## Noise scheduler
The noise scheduler will sample $\beta$ and generate $\alpha$ correspondingly from all the time steps  
 
Original noise scheduler used in the DDPM paper. See more mathematical breakdown in the paper notes repo. 

In [None]:
import torch 
import numpy as np 

In [None]:
class LinearNoiseScheduler: 
    def __init__(self, num_timesteps, beta_start, beta_end): 
        self.num_timesteps= num_timesteps   # parameter: t
        self.beta_start= beta_start 
        self.beta_end= beta_end 
        # linearly increase 
        self.betas= torch.linspace(beta_start,beta_end, steps=num_timesteps)    # (1,num_timesteps) 

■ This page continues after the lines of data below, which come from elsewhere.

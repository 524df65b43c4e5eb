//! Header rules shared by both pipelines.

use stakd_consensus::deployments::flags_for_height;
use stakd_pow::difficulty::next_work_required;
use stakd_pow::validation::check_proof_of_work;

use super::{Rule, RuleEnv, Stage};
use crate::context::ValidationContext;
use crate::error::{ConsensusError, RuleError};

/// Allowed clock skew for proof-of-work chains.
pub const MAX_FUTURE_BLOCK_TIME: i64 = 2 * 60 * 60;

pub struct CheckProofOfWorkRule;

impl Rule for CheckProofOfWorkRule {
    fn id(&self) -> &'static str {
        "pow"
    }

    fn stage(&self) -> Stage {
        Stage::HeaderStructural
    }

    fn check(&self, ctx: &mut ValidationContext, env: &RuleEnv<'_>) -> Result<(), ConsensusError> {
        if !ctx.check_pow || ctx.block.is_proof_of_stake() {
            return Ok(());
        }
        let header = &ctx.block.header;
        check_proof_of_work(&header.hash(), header.bits, env.params)
            .map_err(|_| RuleError::HighHash.into())
    }
}

pub struct BlockVersionRule;

impl Rule for BlockVersionRule {
    fn id(&self) -> &'static str {
        "version"
    }

    fn stage(&self) -> Stage {
        Stage::HeaderContextual
    }

    fn check(&self, ctx: &mut ValidationContext, env: &RuleEnv<'_>) -> Result<(), ConsensusError> {
        let header = ctx.header()?;
        let floor = flags_for_height(header.height, header.header.time, env.params).min_block_version;
        if header.header.version < floor {
            return Err(RuleError::BadVersion.into());
        }
        Ok(())
    }
}

pub struct CheckDifficultyRule;

impl Rule for CheckDifficultyRule {
    fn id(&self) -> &'static str {
        "difficulty"
    }

    fn stage(&self) -> Stage {
        Stage::HeaderContextual
    }

    fn check(&self, ctx: &mut ValidationContext, env: &RuleEnv<'_>) -> Result<(), ConsensusError> {
        let header = ctx.header()?;
        let prev = ctx.prev_header()?;
        let interval = usize::try_from(env.params.difficulty_adjustment_interval()).unwrap_or(1);
        let history = prev.history(interval.max(1));
        let expected = next_work_required(&history, Some(i64::from(header.header.time)), env.params)
            .map_err(|_| RuleError::BadDifficultyBits)?;
        if header.header.bits != expected {
            return Err(RuleError::BadDifficultyBits.into());
        }
        Ok(())
    }
}

pub struct CheckTimestampRule;

impl Rule for CheckTimestampRule {
    fn id(&self) -> &'static str {
        "time"
    }

    fn stage(&self) -> Stage {
        Stage::HeaderContextual
    }

    fn check(&self, ctx: &mut ValidationContext, env: &RuleEnv<'_>) -> Result<(), ConsensusError> {
        let time = i64::from(ctx.block.header.time);
        if time <= ctx.prev_header()?.median_time_past() {
            return Err(RuleError::TimeTooOld.into());
        }
        if time > env.time.adjusted_time() + MAX_FUTURE_BLOCK_TIME {
            return Err(RuleError::TimeTooNew.into());
        }
        Ok(())
    }
}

        # forward process and backward noise calculations 
        self.alpha = 1-self.betas   # get each alpha term at t  (1, num_timesteps)

        # multiply the cumulative prod across, preserves the shape 
        self.alpha_prod= torch.cumprod(self.alpha, dim=0)   # calculate \prod alpha (1,num_timesteps)
        self.sqrt_alpha_prod= torch.sqrt(self.alpha_prod)   # sqrt(alpha) --> used to multiply current noise 
        self.sqrt_one_minus_alpha= torch.sqrt(1- self.sqrt_alpha_prod)  # sqrt(1-alpha)--> used to multiply with sampled noise 

    # add noise in the forward process 
    # original: xt vector 
    # noise: originally sampled noise 
    def add_noise(self,original, noise,t): 
        original_shape= original.shape  
        batch_size= original_shape[0] 
        # reshape, assume batch_size is 1 
        sqrt_alpha_prod= self.sqrt_alpha_prod[t].reshape(batch_size) 
        sqrt_one_minus_alpha= self.sqrt_one_minus_alpha[t].reshape(batch_size)
        
        # reshape to 
        for _ in range(len(original_shape)-1):
            sqrt_alpha_prod=sqrt_alpha_prod.unsqueeze(-1)   # reshape (b,1,1)
            sqrt_one_minus_alpha= sqrt_one_minus_alpha.unsqueeze(-1) 

        return sqrt_alpha_prod*original+ sqrt_one_minus_alpha*noise 

    # backward process sampling
    # #given the current time step t, and vector xt we can use the direct formula to compute what x0 is 
    # noise_pred is the noise from model output 
    def sample_prev_time(self,xt, noise_pred,t):
        # xt - (sqrt(1-at) * model output / at )
        x0= (xt- (self.sqrt_one_minus_alpha[t]*noise_pred)/self.sqrt_alpha_prod[t])
        x0= torch.clamp(x0,-1,1)

        # sample the mean 
        mean = xt - ((self.betas.to(xt.device)[t]) * noise_pred) / (self.sqrt_one_minus_alpha_cum_prod.to(xt.device)[t])
        mean = mean / torch.sqrt(self.alphas.to(xt.device)[t])
        
        if t == 0:
            return mean, x0
        else:
            variance = (1 - self.alpha_cum_prod.to(xt.device)[t - 1]) / (1.0 - self.alpha_cum_prod.to(xt.device)[t])
            variance = variance * self.betas.to(xt.device)[t]
            sigma = variance ** 0.5
            z = torch.randn(xt.shape).to(xt.device)
            
            # OR
            # variance = self.betas[t]
            # sigma = variance ** 0.5
            # z = torch.randn(xt.shape).to(xt.device)
            return mean + sigma * z, x0